━━━━━ Supplied data ━━━━━
//! Telemetry error types.

use thiserror::Error;

#[derive(Debug, Error)]
pub enum TelemetryError {
    #[error("Logging initialization failed: {0}")]
    LoggingInit(String),

    #[error("IO error: {0}")]
    Io(#[from] std::io::Error),
}

pub type TelemetryResult<T> = Result<T, TelemetryError>;
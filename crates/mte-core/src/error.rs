//! Error types for mte-core.

use thiserror::Error;

/// Core error types.
#[derive(Debug, Error)]
pub enum CoreError {
    #[error("Ledger full: limit of {limit} records reached")]
    LedgerFull { limit: usize },
}

/// Result type alias for core operations.
pub type Result<T> = std::result::Result<T, CoreError>;
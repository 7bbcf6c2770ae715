#![allow(dead_code)]

pub mod client;
pub mod server;
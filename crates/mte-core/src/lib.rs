//! Core domain types for the price ledger service.
//!
//! This crate provides the state owned by a single client session:
//! - `PriceRecord`: One `(timestamp, price)` observation
//! - `Ledger`: Append-only, insertion-ordered record store
//! - `RangeSummary`: Sum/count over a timestamp range, reduced to a mean

pub mod error;
pub mod ledger;
pub mod record;

pub use error::{CoreError, Result};
pub use ledger::{Ledger, RangeSummary};
pub use record::{Price, PriceRecord, Timestamp};
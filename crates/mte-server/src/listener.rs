//! TCP accept loop.
//!
//! One tokio task per accepted connection. Tasks share nothing mutable
//! except the live-session counter; each owns its own `Session` and ledger.

use crate::config::ServerConfig;
use crate::error::{AppError, AppResult};
use crate::limiter::ConnectionLimiter;
use crate::session::{Session, SessionId, SessionLimits, SessionOutcome};
use mte_telemetry::Metrics;
use std::net::SocketAddr;
use std::sync::Arc;
use std::time::Duration;
use tokio::net::{TcpListener, TcpStream};
use tokio_util::sync::CancellationToken;
use tokio_util::task::TaskTracker;
use tracing::{debug, error, info, warn};

/// Pause after a failed accept so fd exhaustion does not spin the loop.
const ACCEPT_ERROR_BACKOFF: Duration = Duration::from_millis(50);

/// Bound listener, ready to accept sessions.
pub struct Listener {
    listener: TcpListener,
    limiter: Arc<ConnectionLimiter>,
    session_limits: SessionLimits,
    next_session_id: u64,
}

impl Listener {
    /// Bind to the configured address.
    pub async fn bind(config: &ServerConfig) -> AppResult<Self> {
        let addr = config.listen_addr();
        let listener = TcpListener::bind(&addr)
            .await
            .map_err(|source| AppError::Bind { addr, source })?;

        Ok(Self {
            listener,
            limiter: Arc::new(ConnectionLimiter::new(config.connection_limit())),
            session_limits: config.session_limits(),
            next_session_id: 1,
        })
    }

    pub fn local_addr(&self) -> AppResult<SocketAddr> {
        Ok(self.listener.local_addr()?)
    }

    /// Accept connections until `shutdown` fires, then wait for every
    /// session to close.
    pub async fn run(mut self, shutdown: CancellationToken) -> AppResult<()> {
        info!(
            addr = %self.local_addr()?,
            max_connections = ?self.limiter.max(),
            max_records = ?self.session_limits.max_records,
            idle_timeout = ?self.session_limits.idle_timeout,
            "Listening"
        );

        let tracker = TaskTracker::new();

        loop {
            tokio::select! {
                _ = shutdown.cancelled() => {
                    info!("Listener shutting down");
                    break;
                }
                accepted = self.listener.accept() => match accepted {
                    Ok((stream, peer)) => self.spawn_session(stream, peer, &tracker, &shutdown),
                    Err(e) => {
                        error!(error = %e, "Accept failed");
                        tokio::time::sleep(ACCEPT_ERROR_BACKOFF).await;
                    }
                },
            }
        }

        tracker.close();
        info!(sessions = tracker.len(), "Waiting for sessions to close");
        tracker.wait().await;
        Ok(())
    }

    fn spawn_session(
        &mut self,
        stream: TcpStream,
        peer: SocketAddr,
        tracker: &TaskTracker,
        shutdown: &CancellationToken,
    ) {
        let Some(slot) = self.limiter.try_acquire() else {
            warn!(
                %peer,
                current = self.limiter.current_count(),
                max = ?self.limiter.max(),
                "Connection limit reached, refusing connection"
            );
            Metrics::connection_rejected();
            return;
        };

        if let Err(e) = stream.set_nodelay(true) {
            debug!(%peer, error = %e, "Failed to set TCP_NODELAY");
        }

        let id = SessionId(self.next_session_id);
        self.next_session_id += 1;

        let session = Session::new(id, peer, self.session_limits);
        let shutdown = shutdown.child_token();

        Metrics::session_opened();
        debug!(session_id = %id, %peer, "Session opened");

        tracker.spawn(async move {
            let _slot = slot;
            let outcome = session.run(stream, shutdown).await;
            log_outcome(id, peer, &outcome);
            Metrics::session_closed(outcome.label());
        });
    }
}

fn log_outcome(id: SessionId, peer: SocketAddr, outcome: &SessionOutcome) {
    if outcome.is_client_fault() {
        warn!(session_id = %id, %peer, %outcome, "Session closed");
    } else {
        debug!(session_id = %id, %peer, %outcome, "Session closed");
    }
}
//! Minimal protocol client for integration tests.

use mte_wire::{decode_response, Message, RESPONSE_LEN};
use std::net::SocketAddr;
use std::time::Duration;
use tokio::io::{AsyncReadExt, AsyncWriteExt};
use tokio::net::TcpStream;
use tokio::time::timeout;

const READ_TIMEOUT: Duration = Duration::from_secs(5);

pub struct TestClient {
    stream: TcpStream,
}

impl TestClient {
    pub async fn connect(addr: SocketAddr) -> Self {
        let stream = TcpStream::connect(addr).await.unwrap();
        stream.set_nodelay(true).unwrap();
        Self { stream }
    }

    pub async fn insert(&mut self, timestamp: i32, price: i32) {
        self.send_raw(&Message::Insert { timestamp, price }.encode())
            .await;
    }

    /// Send a query and wait for its response.
    pub async fn query(&mut self, min_time: i32, max_time: i32) -> i32 {
        self.send_raw(&Message::Query { min_time, max_time }.encode())
            .await;
        self.read_mean().await
    }

    /// Like `query`, but `None` if the server closes instead of answering.
    pub async fn try_query(&mut self, min_time: i32, max_time: i32) -> Option<i32> {
        let bytes = Message::Query { min_time, max_time }.encode();
        self.stream.write_all(&bytes).await.ok()?;
        let mut buf = [0u8; RESPONSE_LEN];
        match timeout(READ_TIMEOUT, self.stream.read_exact(&mut buf)).await {
            Ok(Ok(_)) => Some(decode_response(buf)),
            _ => None,
        }
    }

    pub async fn send_raw(&mut self, bytes: &[u8]) {
        self.stream.write_all(bytes).await.unwrap();
        self.stream.flush().await.unwrap();
    }

    pub async fn read_mean(&mut self) -> i32 {
        let mut buf = [0u8; RESPONSE_LEN];
        timeout(READ_TIMEOUT, self.stream.read_exact(&mut buf))
            .await
            .expect("timed out waiting for response")
            .unwrap();
        decode_response(buf)
    }

    /// Half-close the write side, as a client that has finished sending.
    pub async fn finish_writes(&mut self) {
        self.stream.shutdown().await.unwrap();
    }

    /// Read until the server closes the connection and return every byte
    /// received. A reset counts as closed.
    pub async fn read_until_closed(&mut self) -> Vec<u8> {
        let mut received = Vec::new();
        let mut buf = [0u8; 64];
        loop {
            let read = timeout(READ_TIMEOUT, self.stream.read(&mut buf))
                .await
                .expect("timed out waiting for server to close");
            match read {
                Ok(0) => break,
                Ok(n) => received.extend_from_slice(&buf[..n]),
                Err(_) => break,
            }
        }
        received
    }
}
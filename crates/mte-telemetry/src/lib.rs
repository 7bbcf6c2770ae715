//! Prometheus metrics and structured logging for the price ledger service.
//!
//! - Structured logging with tracing (JSON in production, pretty otherwise)
//! - Prometheus counters for sessions, messages and query scans
//! - Optional `/metrics` HTTP exporter

pub mod error;
pub mod exporter;
pub mod logging;
pub mod metrics;

pub use error::{TelemetryError, TelemetryResult};
pub use exporter::run_exporter;
pub use logging::{build_filter, init_logging, DEFAULT_FILTER};
pub use metrics::Metrics;
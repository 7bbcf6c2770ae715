//! Integration tests for mte-server.
//!
//! These tests run a real listener on a loopback port and talk to it over
//! TCP:
//! - Protocol behavior per session
//! - Session isolation and concurrency
//! - Limits and shutdown

pub mod common;
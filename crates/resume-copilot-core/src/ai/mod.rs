pub mod resume;

pub use resume::ResumeClient;

use async_trait::async_trait;
use thiserror::Error;

use crate::state::ChatResponse;

/// Description used when the backend gives us nothing better
pub const GENERIC_FAILURE: &str = "Failed to fetch chat response";

/// The only failure a resume query can produce.
#[derive(Debug, Clone, PartialEq, Eq, Error)]
pub enum AskError {
    #[error("{0}")]
    RequestFailed(String),
}

impl AskError {
    /// Build from a response body, falling back to the generic message when it is empty
    pub fn from_body(body: &str) -> Self {
        if body.is_empty() {
            Self::generic()
        } else {
            AskError::RequestFailed(body.to_string())
        }
    }

    pub fn generic() -> Self {
        AskError::RequestFailed(GENERIC_FAILURE.to_string())
    }

    pub fn description(&self) -> &str {
        match self {
            AskError::RequestFailed(msg) => msg,
        }
    }
}

/// Anything that can answer a question about the resume.
#[async_trait]
pub trait ResumeQuery: Send + Sync {
    async fn ask(&self, question: &str) -> Result<ChatResponse, AskError>;
}
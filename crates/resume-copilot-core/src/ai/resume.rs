use async_trait::async_trait;
use log::{debug, warn};
use reqwest::Client;

use super::{AskError, ResumeQuery};
use crate::state::{ChatRequest, ChatResponse};

#[derive(Clone)]
pub struct ResumeClient {
    client: Client,
    base_url: String,
}

impl ResumeClient {
    pub fn new(base_url: &str) -> Self {
        Self {
            client: Client::new(),
            base_url: base_url.trim_end_matches('/').to_string(),
        }
    }

    pub fn base_url(&self) -> &str {
        &self.base_url
    }

    fn chat_url(&self) -> String {
        format!("{}/api/chat", self.base_url)
    }
}

#[async_trait]
impl ResumeQuery for ResumeClient {
    async fn ask(&self, question: &str) -> Result<ChatResponse, AskError> {
        let url = self.chat_url();
        debug!("POST {} ({} chars)", url, question.chars().count());

        let request = ChatRequest {
            question: question.to_string(),
        };

        // reqwest sets Content-Type: application/json for .json()
        let response = self
            .client
            .post(&url)
            .json(&request)
            .send()
            .await
            .map_err(|e| {
                warn!("Resume backend unreachable at {}: {}", url, e);
                AskError::generic()
            })?;

        let status = response.status();
        if !status.is_success() {
            let text = response.text().await.unwrap_or_default();
            warn!("Resume backend returned {}", status);
            return Err(AskError::from_body(&text));
        }

        response.json::<ChatResponse>().await.map_err(|e| {
            warn!("Could not decode resume backend response: {}", e);
            AskError::generic()
        })
    }
}
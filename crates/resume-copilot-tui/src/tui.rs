use std::io::{self, Stderr};
use anyhow::Result;
use crossterm::{
    event::{self, Event, KeyEvent, KeyEventKind, MouseEvent},
    execute,
    terminal::{disable_raw_mode, enable_raw_mode, EnterAlternateScreen, LeaveAlternateScreen},
};
use ratatui::{backend::CrosstermBackend, Terminal};
use futures_util::StreamExt;
use resume_copilot_core::{AskError, ChatResponse};
use tokio::sync::mpsc;

pub type Tui = Terminal<CrosstermBackend<Stderr>>;

#[derive(Debug)]
pub enum AppEvent {
    Key(KeyEvent),
    Mouse(MouseEvent),
    Resize,
    Tick,
    /// Outcome of the in-flight resume query
    Answer(Result<ChatResponse, AskError>),
}

pub type EventSender = mpsc::UnboundedSender<AppEvent>;

pub struct EventHandler {
    rx: mpsc::UnboundedReceiver<AppEvent>,
    tx: EventSender,
}

impl EventHandler {
    pub fn new() -> Self {
        let (tx, rx) = mpsc::unbounded_channel();

        // Spawn event reader task
        let tx_events = tx.clone();
        tokio::spawn(async move {
            let mut reader = event::EventStream::new();
            while let Some(evt) = reader.next().await {
                let Ok(evt) = evt else { continue };
                let app_event = match evt {
                    // Only handle key press events, not release
                    Event::Key(key) if key.kind == KeyEventKind::Press => Some(AppEvent::Key(key)),
                    Event::Mouse(mouse) => Some(AppEvent::Mouse(mouse)),
                    Event::Resize(_, _) => Some(AppEvent::Resize),
                    _ => None,
                };

                if let Some(event) = app_event {
                    if tx_events.send(event).is_err() {
                        break;
                    }
                }
            }
        });

        // Tick timer drives the typing indicator (300ms interval)
        let tx_tick = tx.clone();
        tokio::spawn(async move {
            let mut interval = tokio::time::interval(std::time::Duration::from_millis(300));
            loop {
                interval.tick().await;
                if tx_tick.send(AppEvent::Tick).is_err() {
                    break;
                }
            }
        });

        Self { rx, tx }
    }

    /// Handle for background tasks that report back into the loop
    pub fn sender(&self) -> EventSender {
        self.tx.clone()
    }

    pub async fn next(&mut self) -> Option<AppEvent> {
        self.rx.recv().await
    }
}

pub fn init() -> Result<Tui> {
    enable_raw_mode()?;
    execute!(io::stderr(), EnterAlternateScreen)?;
    execute!(io::stderr(), crossterm::event::EnableMouseCapture)?;

    let backend = CrosstermBackend::new(io::stderr());
    let terminal = Terminal::new(backend)?;

    Ok(terminal)
}

pub fn restore() -> Result<()> {
    execute!(io::stderr(), crossterm::event::DisableMouseCapture)?;
    execute!(io::stderr(), LeaveAlternateScreen)?;
    disable_raw_mode()?;
    Ok(())
}

/// Install panic hook to restore terminal on panic
pub fn install_panic_hook() {
    let original_hook = std::panic::take_hook();
    std::panic::set_hook(Box::new(move |panic_info| {
        let _ = restore();
        original_hook(panic_info);
    }));
}
//! Static portfolio content shown next to the chat

#[derive(Debug, Clone, Copy, PartialEq, Eq)]
pub struct Stat {
    pub label: &'static str,
    pub value: &'static str,
}

#[derive(Debug, Clone, Copy, PartialEq, Eq)]
pub struct Link {
    pub label: &'static str,
    pub url: &'static str,
}

#[derive(Debug, Clone, Copy)]
pub struct Profile {
    pub eyebrow: &'static str,
    pub name: &'static str,
    pub tag: &'static str,
    pub headline: &'static str,
    pub headline_accent: &'static str,
    pub intro: &'static str,
    pub stats: &'static [Stat],
    pub highlights: &'static [&'static str],
    pub links: &'static [Link],
}

pub const PROFILE: Profile = Profile {
    eyebrow: "Portfolio AI",
    name: "Sunay Revad",
    tag: "About Sunay",
    headline: "Curious builder with",
    headline_accent: "startup-driven execution.",
    intro: "DAIICT ICT student focused on full-stack product building, strong DSA practice, \
            and AI-driven application thinking.",
    stats: &[
        Stat { label: "Builder Focus", value: "Product + AI + Full-stack" },
        Stat { label: "Core Strength", value: "DSA + Deployable Projects" },
        Stat { label: "Current Goal", value: "Internship + Startup readiness" },
    ],
    highlights: &[
        "Built and deployed AI Finance Platform and Blog Platform.",
        "Combines practical project building with disciplined DSA preparation.",
        "Strong interest in personalization systems and AI startup ideas.",
    ],
    links: &[
        Link { label: "GitHub", url: "https://github.com/Sunay4826" },
        Link { label: "AI Finance", url: "https://ai-finance-platform-3qj9.vercel.app" },
        Link { label: "Blog Platform", url: "https://blog-sbyr.vercel.app/signin" },
    ],
};
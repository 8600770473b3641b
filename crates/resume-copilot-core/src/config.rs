use anyhow::{anyhow, Result};
use serde::{Deserialize, Serialize};
use std::fs;
use std::path::{Path, PathBuf};

pub const API_URL_ENV: &str = "RESUME_COPILOT_API_URL";
pub const DEFAULT_API_BASE_URL: &str = "http://localhost:8000";

#[derive(Serialize, Deserialize, Debug, Clone, Default, PartialEq, Eq)]
pub struct Config {
    pub api_base_url: Option<String>,
}

impl Config {
    pub fn new() -> Self {
        Self::default()
    }

    pub fn load() -> Result<Self> {
        Self::load_from(&Self::get_config_path()?)
    }

    pub fn load_from(path: &Path) -> Result<Self> {
        if !path.exists() {
            return Ok(Self::new());
        }

        let config_content = fs::read_to_string(path)?;
        let config: Config = serde_json::from_str(&config_content)?;
        Ok(config)
    }

    pub fn save(&self) -> Result<()> {
        self.save_to(&Self::get_config_path()?)
    }

    pub fn save_to(&self, path: &Path) -> Result<()> {
        if let Some(parent) = path.parent() {
            fs::create_dir_all(parent)?;
        }

        let config_content = serde_json::to_string_pretty(self)?;
        fs::write(path, config_content)?;
        Ok(())
    }

    /// Base URL of the resume backend: environment, then config file, then the local default
    pub fn resolve_base_url(&self) -> String {
        self.resolve_base_url_with(std::env::var(API_URL_ENV).ok())
    }

    pub fn resolve_base_url_with(&self, env_value: Option<String>) -> String {
        [env_value.as_deref(), self.api_base_url.as_deref()]
            .into_iter()
            .flatten()
            .map(|url| url.trim().trim_end_matches('/'))
            .find(|url| !url.is_empty())
            .unwrap_or(DEFAULT_API_BASE_URL)
            .to_string()
    }

    pub fn get_config_path() -> Result<PathBuf> {
        let config_dir = dirs::config_dir()
            .ok_or_else(|| anyhow!("Could not determine config directory"))?;

        Ok(config_dir.join("resume-copilot").join("config.json"))
    }
}
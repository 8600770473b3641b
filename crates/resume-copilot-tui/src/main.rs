use std::fs::OpenOptions;
use std::sync::Arc;

use anyhow::{anyhow, Result};
use log::{info, warn};
use resume_copilot_core::{Config, ResumeClient, ResumeQuery};

mod app;
mod handler;
mod tui;
mod ui;

use app::App;
use tui::{EventHandler, Tui};

/// The terminal owns stderr, so logs go to a file under the cache dir.
fn init_logging() -> Result<()> {
    let log_dir = dirs::cache_dir()
        .ok_or_else(|| anyhow!("Could not determine cache directory"))?
        .join("resume-copilot");
    std::fs::create_dir_all(&log_dir)?;

    let file = OpenOptions::new()
        .create(true)
        .append(true)
        .open(log_dir.join("resume-copilot.log"))?;

    env_logger::Builder::from_env(env_logger::Env::default().default_filter_or("info"))
        .target(env_logger::Target::Pipe(Box::new(file)))
        .init();
    Ok(())
}

async fn run(terminal: &mut Tui, app: &mut App, events: &mut EventHandler) -> Result<()> {
    while !app.should_quit {
        terminal.draw(|frame| ui::render(app, frame))?;

        match events.next().await {
            Some(event) => handler::handle_event(app, event),
            None => break,
        }
    }
    Ok(())
}

#[tokio::main]
async fn main() -> Result<()> {
    dotenv::dotenv().ok();
    if let Err(e) = init_logging() {
        eprintln!("Logging disabled: {}", e);
    }

    let config = Config::load().unwrap_or_else(|e| {
        warn!("Ignoring unreadable config: {}", e);
        Config::new()
    });
    let api_base_url = config.resolve_base_url();
    info!("Resume backend at {}", api_base_url);

    let client: Arc<dyn ResumeQuery> = Arc::new(ResumeClient::new(&api_base_url));

    tui::install_panic_hook();
    let mut terminal = tui::init()?;
    let mut events = EventHandler::new();
    let mut app = App::new(client, api_base_url, events.sender());

    let result = run(&mut terminal, &mut app, &mut events).await;

    tui::restore()?;
    info!("Exiting after {} messages", app.conversation.messages().len());
    result
}
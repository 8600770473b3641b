pub mod ai;
pub mod config;
pub mod conversation;
pub mod profile;
pub mod state;

// Re-export main types for convenience
pub use ai::{AskError, ResumeClient, ResumeQuery};
pub use config::Config;
pub use conversation::{Conversation, ConversationError, ConversationView, Status, STARTER_PROMPTS};
pub use profile::PROFILE;
pub use state::{ChatMessage, ChatResponse, ChatRole};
━━━━━
**Problem**: Find the lines above that contain the word "Prometheus" and copy each one.

**Your response**:
//! Prometheus metrics and structured logging for the price ledger service.
//! - Prometheus counters for sessions, messages and query scans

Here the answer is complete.